The answer should consist solely of the lines from the first one below through the line containing "the Reqwest library.", copied exactly.

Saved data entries
+--
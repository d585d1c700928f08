//! Error handling for the harvester.
//!
//! Errors fall in two groups. Navigation and extraction errors are fatal to a
//! crawl and are propagated out of [`Crawler::crawl`](crate::crawler::Crawler::crawl).
//! Transfer errors (network, write, length mismatch, timeout) stay local to a
//! single job: the scheduler logs them and records a failed
//! [`Summary`](crate::transfer::Summary) instead of returning them.

use std::io;
use std::time::Duration;
use thiserror::Error;

/// Errors that can happen while crawling a listing or transferring a file.
#[derive(Error, Debug)]
pub enum Error {
    /// Error from an underlying system.
    #[error("Internal error: {0}")]
    Internal(String),

    /// The start URL or a resolved link URL could not be parsed.
    #[error("Invalid URL: {0}")]
    InvalidUrl(String),

    /// A discovered href does not yield a usable filename.
    #[error("Invalid link: {0}")]
    InvalidLink(String),

    /// A listing page failed to load.
    ///
    /// Fatal to the crawl.
    #[error("Failed to load {url}: {message}")]
    Navigation { url: String, message: String },

    /// The structure of a listing page (or the link selector) was unusable.
    ///
    /// Treated like a navigation error.
    #[error("Extraction error: {0}")]
    Extraction(String),

    /// I/O Error.
    #[error("I/O error")]
    IOError {
        #[from]
        source: io::Error,
    },

    /// Error from the Reqwest library.
    #[error("Reqwest Error")]
    Reqwest {
        #[from]
        source: reqwest::Error,
    },

    /// Error from the HTTP middleware stack (retry, tracing).
    #[error("HTTP middleware error")]
    Middleware {
        #[from]
        source: reqwest_middleware::Error,
    },

    /// The number of bytes received differs from the declared content length.
    #[error("Expected {expected} bytes but received {actual}")]
    LengthMismatch { expected: u64, actual: u64 },

    /// A transfer exceeded its time allowance.
    #[error("Transfer timed out after {0:?}")]
    Timeout(Duration),
}

impl Error {
    /// Returns `true` for errors that must abort a crawl.
    pub fn is_fatal(&self) -> bool {
        matches!(
            self,
            Error::Navigation { .. } | Error::Extraction(_) | Error::InvalidUrl(_)
        )
    }

    /// Renders the error followed by its chain of sources.
    pub fn report(&self) -> String {
        let mut out = self.to_string();
        let mut source = std::error::Error::source(self);
        while let Some(cause) = source {
            out.push_str(": ");
            out.push_str(&cause.to_string());
            source = cause.source();
        }
        out
    }
}

/// Result type alias for harvester operations.
pub type Result<T> = std::result::Result<T, Error>;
+--
EXERCISE OUTPUT ▸
repository d585d1c700928f08
//! Error handling for the harvester.
//!
//! Errors fall in two groups. Navigation and extraction errors are fatal to a
//! crawl and are propagated out of [`Crawler::crawl`](crate::crawler::Crawler::crawl).
//! Transfer errors (network, write, length mismatch, timeout) stay local to a
//! single job: the scheduler logs them and records a failed
//! [`Summary`](crate::transfer::Summary) instead of returning them.

use std::io;
use std::time::Duration;
use thiserror::Error;

/// Errors that can happen while crawling a listing or transferring a file.
#[derive(Error, Debug)]
pub enum Error {
    /// Error from an underlying system.
    #[error("Internal error: {0}")]
    Internal(String),

    /// The start URL or a resolved link URL could not be parsed.
    #[error("Invalid URL: {0}")]
    InvalidUrl(String),

    /// A discovered href does not yield a usable filename.
    #[error("Invalid link: {0}")]
    InvalidLink(String),

    /// A listing page failed to load.
    ///
    /// Fatal to the crawl.
    #[error("Failed to load {url}: {message}")]
    Navigation { url: String, message: String },

    /// The structure of a listing page (or the link selector) was unusable.
    ///
    /// Treated like a navigation error.
    #[error("Extraction error: {0}")]
    Extraction(String),

    /// I/O Error.
    #[error("I/O error")]
    IOError {
        #[from]
        source: io::Error,
    },

    /// Error from the Reqwest library.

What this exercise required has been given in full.